Re: [PATCH v6 0/7] fs/dcache: Track & limit # of negative dentries

From: Matthew Wilcox
Date: Mon Jul 16 2018 - 21:30:38 EST


On Mon, Jul 16, 2018 at 04:40:32PM -0700, Andrew Morton wrote:
> On Mon, 16 Jul 2018 05:41:15 -0700 Matthew Wilcox <willy@xxxxxxxxxxxxx> wrote:
>
> > On Mon, Jul 16, 2018 at 11:09:01AM +0200, Michal Hocko wrote:
> > > On Fri 13-07-18 10:36:14, Dave Chinner wrote:
> > > [...]
> > > > By limiting the number of negative dentries in this case, internal
> > > > slab fragmentation is reduced such that reclaim cost never gets out
> > > > of control. While it appears to "fix" the symptoms, it doesn't
> > > > address the underlying problem. It is a partial solution at best but
> > > > at worst it's another opaque knob that nobody knows how or when to
> > > > tune.
> > >
> > > Would it help to put all the negative dentries into its own slab cache?
> >
> > Maybe the dcache should be more sensitive to its own needs. In __d_alloc,
> > it could check whether there are a high proportion of negative dentries
> > and start recycling some existing negative dentries.
>
> Well, yes.
>
> The proposed patchset adds all this background reclaiming. Problem is
> a) that background reclaiming sometimes can't keep up so a synchronous
> direct-reclaim was added on top and b) reclaiming dentries in the
> background will cause non-dentry-allocating tasks to suffer because of
> activity from the dentry-allocating tasks, which is inappropriate.

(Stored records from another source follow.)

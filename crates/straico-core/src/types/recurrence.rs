//! Recurrence intervals for scheduled jobs.

use std::fmt;
use std::str::FromStr;
use std::time::Duration;

use serde::{Deserialize, Serialize};

use crate::error::AppError;

const HOUR: u64 = 3600;

/// How often a scheduled job repeats.
#[derive(Debug, Clone, Copy, PartialEq, Eq, Serialize, Deserialize)]
#[serde(rename_all = "snake_case")]
pub enum Recurrence {
    /// Every hour.
    Hourly,
    /// Every twelve hours.
    TwiceDaily,
    /// Every day.
    Daily,
    /// Every seven days.
    Weekly,
    /// Every `n` hours, `n > 0`.
    EveryHours(u32),
}

impl Recurrence {
    /// Interval between two runs.
    pub fn interval(&self) -> Duration {
        let hours = match self {
            Self::Hourly => 1,
            Self::TwiceDaily => 12,
            Self::Daily => 24,
            Self::Weekly => 24 * 7,
            Self::EveryHours(n) => u64::from(*n),
        };
        Duration::from_secs(hours * HOUR)
    }

    /// Build a recurrence back from a stored interval in seconds.
    pub fn from_interval_secs(secs: u64) -> Result<Self, AppError> {
        if secs == 0 || secs % HOUR != 0 {
            return Err(AppError::validation(format!(
                "Interval of {secs}s is not a whole number of hours"
            )));
        }
        let hours = secs / HOUR;
        Ok(match hours {
            1 => Self::Hourly,
            12 => Self::TwiceDaily,
            24 => Self::Daily,
            168 => Self::Weekly,
            n => Self::EveryHours(u32::try_from(n).map_err(|_| {
                AppError::validation(format!("Interval of {n} hours is out of range"))
            })?),
        })
    }
}

impl fmt::Display for Recurrence {
    fn fmt(&self, f: &mut fmt::Formatter<'_>) -> fmt::Result {
        match self {
            Self::Hourly => write!(f, "hourly"),
            Self::TwiceDaily => write!(f, "twicedaily"),
            Self::Daily => write!(f, "daily"),
            Self::Weekly => write!(f, "weekly"),
            Self::EveryHours(n) => write!(f, "{n}"),
        }
    }
}

impl FromStr for Recurrence {
    type Err = AppError;

    fn from_str(s: &str) -> Result<Self, Self::Err> {
        let value = s.trim().to_ascii_lowercase();
        match value.as_str() {
            "hourly" => Ok(Self::Hourly),
            "twicedaily" => Ok(Self::TwiceDaily),
            "daily" => Ok(Self::Daily),
            "weekly" => Ok(Self::Weekly),
            other => match other.parse::<u32>() {
                Ok(0) | Err(_) => Err(AppError::validation(format!(
                    "Unknown recurrence '{s}'. Supported: hourly, twicedaily, daily, weekly, or a number of hours"
                ))),
                Ok(n) => Ok(Self::EveryHours(n)),
            },
        }
    }
}
//! Schema manager trait.

use async_trait::async_trait;

use crate::result::AppResult;

/// Owner of the plugin's table set.
#[async_trait]
pub trait SchemaManager: Send + Sync + std::fmt::Debug + 'static {
    /// Names of the tables this manager creates.
    fn tables(&self) -> Vec<String>;

    /// Create the plugin tables. Called once per activation.
    async fn install(&self) -> AppResult<()>;

    /// Drop the plugin tables and return how many existed.
    /// Missing tables are not an error.
    async fn uninstall(&self) -> AppResult<u64>;
}
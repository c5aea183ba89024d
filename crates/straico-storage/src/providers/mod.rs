//! Upload area provider implementations.

pub mod local;
//! Transient store configuration.

use serde::{Deserialize, Serialize};

/// Transient store configuration.
#[derive(Debug, Clone, Serialize, Deserialize)]
pub struct CacheConfig {
    /// Provider: `"database"` (persisted in the host database) or `"memory"`.
    #[serde(default = "default_provider")]
    pub provider: String,
    /// In-memory provider settings.
    #[serde(default)]
    pub memory: MemoryCacheConfig,
}

impl Default for CacheConfig {
    fn default() -> Self {
        Self {
            provider: default_provider(),
            memory: MemoryCacheConfig::default(),
        }
    }
}

/// In-memory transient store configuration.
#[derive(Debug, Clone, Serialize, Deserialize)]
pub struct MemoryCacheConfig {
    /// Maximum number of entries held in memory.
    #[serde(default = "default_max_capacity")]
    pub max_capacity: u64,
}

impl Default for MemoryCacheConfig {
    fn default() -> Self {
        Self {
            max_capacity: default_max_capacity(),
        }
    }
}

fn default_provider() -> String {
    "database".to_string()
}

fn default_max_capacity() -> u64 {
    1000
}
//! In-memory transient store implementation using the moka crate.

use std::time::{Duration, Instant};

use async_trait::async_trait;
use moka::Expiry;
use moka::future::Cache;
use tracing::debug;

use straico_core::config::cache::MemoryCacheConfig;
use straico_core::result::AppResult;
use straico_core::traits::cache::EphemeralCache;

/// Longer TTLs are stored without expiry.
const MAX_TTL: Duration = Duration::from_secs(100 * 365 * 24 * 60 * 60);

/// A cached value with the TTL it was stored with.
#[derive(Debug, Clone)]
struct TransientEntry {
    value: String,
    ttl: Option<Duration>,
}

/// Per-entry expiry: each entry lives for the TTL given at `set`.
struct TransientExpiry;

impl Expiry<String, TransientEntry> for TransientExpiry {
    fn expire_after_create(
        &self,
        _key: &String,
        value: &TransientEntry,
        _created_at: Instant,
    ) -> Option<Duration> {
        value.ttl
    }

    fn expire_after_update(
        &self,
        _key: &String,
        value: &TransientEntry,
        _updated_at: Instant,
        _duration_until_expiry: Option<Duration>,
    ) -> Option<Duration> {
        value.ttl
    }
}

/// In-memory transient store using moka.
#[derive(Debug, Clone)]
pub struct MemoryTransientStore {
    /// The underlying moka cache.
    cache: Cache<String, TransientEntry>,
}

impl MemoryTransientStore {
    /// Create a new in-memory store from configuration.
    pub fn new(config: &MemoryCacheConfig) -> Self {
        let cache = Cache::builder()
            .max_capacity(config.max_capacity)
            .expire_after(TransientExpiry)
            .build();

        Self { cache }
    }
}

#[async_trait]
impl EphemeralCache for MemoryTransientStore {
    async fn get(&self, key: &str) -> AppResult<Option<String>> {
        Ok(self.cache.get(key).await.map(|entry| entry.value))
    }

    async fn set(&self, key: &str, value: &str, ttl: Duration) -> AppResult<()> {
        let entry = TransientEntry {
            value: value.to_string(),
            ttl: (!ttl.is_zero() && ttl <= MAX_TTL).then_some(ttl),
        };
        self.cache.insert(key.to_string(), entry).await;
        Ok(())
    }

    async fn delete(&self, key: &str) -> AppResult<bool> {
        let removed = self.cache.remove(key).await.is_some();
        debug!(transient = key, removed, "Deleted transient");
        Ok(removed)
    }
}
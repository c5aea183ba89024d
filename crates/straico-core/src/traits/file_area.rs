//! Upload area trait.

use std::path::{Path, PathBuf};

use async_trait::async_trait;

use crate::result::AppResult;

/// A direct child of a directory in the upload area.
#[derive(Debug, Clone, PartialEq, Eq)]
pub struct AreaEntry {
    /// Absolute path of the entry.
    pub path: PathBuf,
    /// `true` for regular files only; directories and anything else are `false`.
    pub is_file: bool,
}

/// Result of removing a directory.
#[derive(Debug, Clone, Copy, PartialEq, Eq)]
pub enum DirRemoval {
    /// The directory was removed.
    Removed,
    /// The directory did not exist.
    Missing,
    /// The directory still has entries and was kept.
    NotEmpty,
}

/// Host upload area.
#[async_trait]
pub trait FileArea: Send + Sync + std::fmt::Debug + 'static {
    /// Resolve a plugin subdirectory under the upload root.
    ///
    /// Returns `None` when the host has no upload root.
    async fn resolve(&self, subdir: &str) -> AppResult<Option<PathBuf>>;

    /// Whether `dir` exists and is a directory.
    async fn exists(&self, dir: &Path) -> AppResult<bool>;

    /// List the direct children of `dir`. Not recursive.
    async fn list(&self, dir: &Path) -> AppResult<Vec<AreaEntry>>;

    /// Delete a regular file. Returns `false` when it was already gone.
    async fn delete_file(&self, path: &Path) -> AppResult<bool>;

    /// Remove `dir` only if it is empty.
    async fn remove_dir(&self, dir: &Path) -> AppResult<DirRemoval>;
}
//! Recurring job runtime for the plugin host.
//!
//! This crate provides:
//! - A cron runtime that fires named hooks on their recurrence
//! - A dispatcher that routes fired hooks to registered handlers
//! - Registration of the plugin's own recurring jobs from its options

pub mod executor;
pub mod jobs;
pub mod scheduler;

pub use executor::{JobDispatcher, JobHandler};
pub use jobs::register_plugin_jobs;
pub use scheduler::CronScheduler;
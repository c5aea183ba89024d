//! Registration of the model update and coin check jobs from plugin options.

use tracing;

use straico_core::registry;
use straico_core::result::AppResult;
use straico_core::traits::options::KeyValueStore;
use straico_core::traits::scheduler::JobScheduler;
use straico_core::types::Recurrence;

/// A job that ended up scheduled.
#[derive(Debug, Clone, PartialEq, Eq)]
pub struct PluginJob {
    /// Hook name.
    pub hook: &'static str,
    /// Recurrence it was scheduled with.
    pub recurrence: Recurrence,
}

/// Schedule the plugin's recurring jobs according to its options.
///
/// - `straico_model_update_event` always runs, on
///   `straico_model_update_frequency` (daily when unset or invalid).
/// - `straico_coin_check_event` runs only while `straico_notify_low_coins`
///   is enabled, on `straico_coin_check_frequency` (hourly when unset or
///   invalid). When notifications are off, any existing instance is cleared.
///
/// Each hook is cleared before it is scheduled, so calling this again after
/// a settings change leaves exactly one instance per hook.
pub async fn register_plugin_jobs(
    options: &dyn KeyValueStore,
    scheduler: &dyn JobScheduler,
) -> AppResult<Vec<PluginJob>> {
    let mut scheduled = Vec::new();

    let model_update = read_recurrence(
        options,
        registry::OPTION_MODEL_UPDATE_FREQUENCY,
        Recurrence::Daily,
    )
    .await?;
    scheduler.clear(registry::JOB_MODEL_UPDATE).await?;
    scheduler
        .schedule(registry::JOB_MODEL_UPDATE, model_update)
        .await?;
    scheduled.push(PluginJob {
        hook: registry::JOB_MODEL_UPDATE,
        recurrence: model_update,
    });

    scheduler.clear(registry::JOB_COIN_CHECK).await?;
    if is_enabled(options.get(registry::OPTION_NOTIFY_LOW_COINS).await?.as_deref()) {
        let coin_check = read_recurrence(
            options,
            registry::OPTION_COIN_CHECK_FREQUENCY,
            Recurrence::Hourly,
        )
        .await?;
        scheduler
            .schedule(registry::JOB_COIN_CHECK, coin_check)
            .await?;
        scheduled.push(PluginJob {
            hook: registry::JOB_COIN_CHECK,
            recurrence: coin_check,
        });
    } else {
        tracing::info!("Low coin notifications disabled; coin check not scheduled");
    }

    Ok(scheduled)
}

async fn read_recurrence(
    options: &dyn KeyValueStore,
    key: &str,
    fallback: Recurrence,
) -> AppResult<Recurrence> {
    let Some(raw) = options.get(key).await? else {
        return Ok(fallback);
    };
    match raw.parse::<Recurrence>() {
        Ok(recurrence) => Ok(recurrence),
        Err(e) => {
            tracing::warn!(option = key, value = %raw, error = %e, "Invalid frequency, using default");
            Ok(fallback)
        }
    }
}

/// Checkbox-style option values.
fn is_enabled(value: Option<&str>) -> bool {
    matches!(
        value.map(|v| v.trim().to_ascii_lowercase()).as_deref(),
        Some("1" | "true" | "yes" | "on")
    )
}

#[cfg(test)]
mod tests {
    use super::*;
    use std::collections::HashMap;
    use std::sync::Mutex;

    use async_trait::async_trait;

    #[derive(Debug, Default)]
    struct MapOptions(Mutex<HashMap<String, String>>);

    impl MapOptions {
        fn with(pairs: &[(&str, &str)]) -> Self {
            let map = pairs
                .iter()
                .map(|(k, v)| (k.to_string(), v.to_string()))
                .collect();
            Self(Mutex::new(map))
        }
    }

    #[async_trait]
    impl KeyValueStore for MapOptions {
        async fn get(&self, key: &str) -> AppResult<Option<String>> {
            Ok(self.0.lock().unwrap().get(key).cloned())
        }

        async fn set(&self, key: &str, value: &str) -> AppResult<()> {
            self.0
                .lock()
                .unwrap()
                .insert(key.to_string(), value.to_string());
            Ok(())
        }

        async fn delete(&self, key: &str) -> AppResult<bool> {
            Ok(self.0.lock().unwrap().remove(key).is_some())
        }
    }

    #[derive(Debug, Default)]
    struct VecScheduler(Mutex<Vec<(String, Recurrence)>>);

    #[async_trait]
    impl JobScheduler for VecScheduler {
        async fn schedule(&self, hook: &str, recurrence: Recurrence) -> AppResult<()> {
            self.0.lock().unwrap().push((hook.to_string(), recurrence));
            Ok(())
        }

        async fn is_scheduled(&self, hook: &str) -> AppResult<bool> {
            Ok(self.0.lock().unwrap().iter().any(|(h, _)| h == hook))
        }

        async fn clear(&self, hook: &str) -> AppResult<u64> {
            let mut jobs = self.0.lock().unwrap();
            let before = jobs.len();
            jobs.retain(|(h, _)| h != hook);
            Ok((before - jobs.len()) as u64)
        }
    }

    #[tokio::test]
    async fn test_defaults_without_options() {
        let options = MapOptions::default();
        let scheduler = VecScheduler::default();

        let jobs = register_plugin_jobs(&options, &scheduler).await.unwrap();
        assert_eq!(
            jobs,
            vec![PluginJob {
                hook: registry::JOB_MODEL_UPDATE,
                recurrence: Recurrence::Daily,
            }]
        );
        assert!(!scheduler.is_scheduled(registry::JOB_COIN_CHECK).await.unwrap());
    }

    #[tokio::test]
    async fn test_coin_check_follows_options() {
        let options = MapOptions::with(&[
            (registry::OPTION_MODEL_UPDATE_FREQUENCY, "twicedaily"),
            (registry::OPTION_NOTIFY_LOW_COINS, "1"),
            (registry::OPTION_COIN_CHECK_FREQUENCY, "6"),
        ]);
        let scheduler = VecScheduler::default();

        register_plugin_jobs(&options, &scheduler).await.unwrap();
        register_plugin_jobs(&options, &scheduler).await.unwrap();

        let jobs = scheduler.0.lock().unwrap().clone();
        assert_eq!(
            jobs,
            vec![
                (registry::JOB_MODEL_UPDATE.to_string(), Recurrence::TwiceDaily),
                (registry::JOB_COIN_CHECK.to_string(), Recurrence::EveryHours(6)),
            ]
        );
    }

    #[tokio::test]
    async fn test_disabling_notifications_clears_coin_check() {
        let options = MapOptions::with(&[(registry::OPTION_NOTIFY_LOW_COINS, "yes")]);
        let scheduler = VecScheduler::default();
        register_plugin_jobs(&options, &scheduler).await.unwrap();
        assert!(scheduler.is_scheduled(registry::JOB_COIN_CHECK).await.unwrap());

        options
            .set(registry::OPTION_NOTIFY_LOW_COINS, "0")
            .await
            .unwrap();
        register_plugin_jobs(&options, &scheduler).await.unwrap();
        assert!(!scheduler.is_scheduled(registry::JOB_COIN_CHECK).await.unwrap());
    }

    #[tokio::test]
    async fn test_invalid_frequency_falls_back() {
        let options =
            MapOptions::with(&[(registry::OPTION_MODEL_UPDATE_FREQUENCY, "fortnightly")]);
        let scheduler = VecScheduler::default();
        let jobs = register_plugin_jobs(&options, &scheduler).await.unwrap();
        assert_eq!(jobs[0].recurrence, Recurrence::Daily);
    }

    #[test]
    fn test_is_enabled() {
        assert!(is_enabled(Some("1")));
        assert!(is_enabled(Some(" On ")));
        assert!(!is_enabled(Some("0")));
        assert!(!is_enabled(Some("")));
        assert!(!is_enabled(None));
    }
}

... and it's an awful lot of code (almost 600 lines!) to implement
something fairly conceptually simple.

> I expect a better design is something like
>
> __d_alloc()
> {
> ...
> while (too many dentries)
> call the dcache shrinker
> ...
> }
>
> and that's it. This way we have a hard upper limit and only the tasks
> which are creating dentries suffer the cost.

I think the "too many total dentries" is probably handled just fine
by the core MM. What the dentry cache needs to prevent is adding a
disproportionately large number of useless negative dentries.

So I'd rather see:

if (too_many_negative(nr_dentry, nr_dentry_neg))
reclaim_negative_dentries(16);
...

16 feels like a fairly natural batch size. I don't know what
too_many_negative() looks like. Maybe it's:

bool too_many_negative(unsigned int total, unsigned int neg)
{
if (neg < 100)
return false;
if (neg * 5 < total * 2)
return false;
return true;
}

but it could be almost arbitrarily complex. I do think it needs to
scale with the total number of dentries, not scale with memory size of
the machine or the number of CPUs or anything similar.